> PROBLEM TO WORK ON:
Using only the records, tally the lines with "ProviderFileConfig" in them and state that total by itself.

> Records contained in a dataset:
------------------------------------------------------------------------
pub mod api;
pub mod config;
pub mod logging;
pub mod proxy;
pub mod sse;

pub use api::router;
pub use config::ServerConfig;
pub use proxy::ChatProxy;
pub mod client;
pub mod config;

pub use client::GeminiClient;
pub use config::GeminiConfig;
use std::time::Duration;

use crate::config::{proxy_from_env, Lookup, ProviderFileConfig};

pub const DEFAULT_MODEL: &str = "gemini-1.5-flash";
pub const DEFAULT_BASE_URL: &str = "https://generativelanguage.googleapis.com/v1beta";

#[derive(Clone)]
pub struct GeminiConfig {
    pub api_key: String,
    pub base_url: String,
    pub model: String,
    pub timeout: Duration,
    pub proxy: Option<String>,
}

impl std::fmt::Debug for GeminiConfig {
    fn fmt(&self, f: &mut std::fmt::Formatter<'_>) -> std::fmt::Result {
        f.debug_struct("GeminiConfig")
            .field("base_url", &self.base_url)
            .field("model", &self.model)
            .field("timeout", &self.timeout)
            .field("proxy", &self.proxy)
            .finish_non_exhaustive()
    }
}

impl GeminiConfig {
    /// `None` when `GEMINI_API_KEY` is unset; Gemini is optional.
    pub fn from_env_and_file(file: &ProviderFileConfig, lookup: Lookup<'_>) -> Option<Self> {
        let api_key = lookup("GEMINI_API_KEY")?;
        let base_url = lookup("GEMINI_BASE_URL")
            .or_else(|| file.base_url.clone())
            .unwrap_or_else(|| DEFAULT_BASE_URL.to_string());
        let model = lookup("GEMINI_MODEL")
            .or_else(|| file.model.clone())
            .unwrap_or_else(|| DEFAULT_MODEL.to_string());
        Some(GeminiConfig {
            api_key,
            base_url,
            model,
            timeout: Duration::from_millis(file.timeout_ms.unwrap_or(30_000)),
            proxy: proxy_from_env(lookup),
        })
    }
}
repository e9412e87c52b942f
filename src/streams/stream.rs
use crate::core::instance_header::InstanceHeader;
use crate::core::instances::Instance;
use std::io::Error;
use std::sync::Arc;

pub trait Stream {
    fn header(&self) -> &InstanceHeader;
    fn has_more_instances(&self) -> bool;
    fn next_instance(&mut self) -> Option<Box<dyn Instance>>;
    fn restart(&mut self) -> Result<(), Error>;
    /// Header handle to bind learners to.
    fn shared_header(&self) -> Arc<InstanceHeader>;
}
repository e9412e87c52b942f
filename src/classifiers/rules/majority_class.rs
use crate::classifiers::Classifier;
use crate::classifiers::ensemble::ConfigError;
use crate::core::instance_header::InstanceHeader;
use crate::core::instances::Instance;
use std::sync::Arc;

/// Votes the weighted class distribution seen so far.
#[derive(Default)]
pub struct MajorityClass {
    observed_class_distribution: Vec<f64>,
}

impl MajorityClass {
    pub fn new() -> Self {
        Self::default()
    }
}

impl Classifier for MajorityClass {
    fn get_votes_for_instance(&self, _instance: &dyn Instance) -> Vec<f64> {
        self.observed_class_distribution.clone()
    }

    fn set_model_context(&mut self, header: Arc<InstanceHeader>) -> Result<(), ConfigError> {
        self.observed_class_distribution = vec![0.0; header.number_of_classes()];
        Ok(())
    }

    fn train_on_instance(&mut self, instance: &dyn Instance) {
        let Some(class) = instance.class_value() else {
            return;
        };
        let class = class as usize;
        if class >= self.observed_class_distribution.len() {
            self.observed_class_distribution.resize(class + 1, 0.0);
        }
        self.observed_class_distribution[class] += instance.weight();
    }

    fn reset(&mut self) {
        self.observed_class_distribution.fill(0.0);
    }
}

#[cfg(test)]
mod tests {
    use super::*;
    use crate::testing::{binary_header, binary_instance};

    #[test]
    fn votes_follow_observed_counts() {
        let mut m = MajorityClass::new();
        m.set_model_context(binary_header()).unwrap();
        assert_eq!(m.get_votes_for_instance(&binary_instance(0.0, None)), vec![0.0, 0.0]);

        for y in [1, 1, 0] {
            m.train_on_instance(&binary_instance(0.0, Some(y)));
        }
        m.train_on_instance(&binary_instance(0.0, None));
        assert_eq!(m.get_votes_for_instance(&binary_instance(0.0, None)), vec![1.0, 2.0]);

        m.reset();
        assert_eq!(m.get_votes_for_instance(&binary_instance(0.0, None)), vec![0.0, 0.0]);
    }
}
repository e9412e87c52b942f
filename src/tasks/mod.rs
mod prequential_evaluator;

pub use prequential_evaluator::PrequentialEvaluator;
------------------------------------------------------------------------
> EXPECTED OUTPUT:
2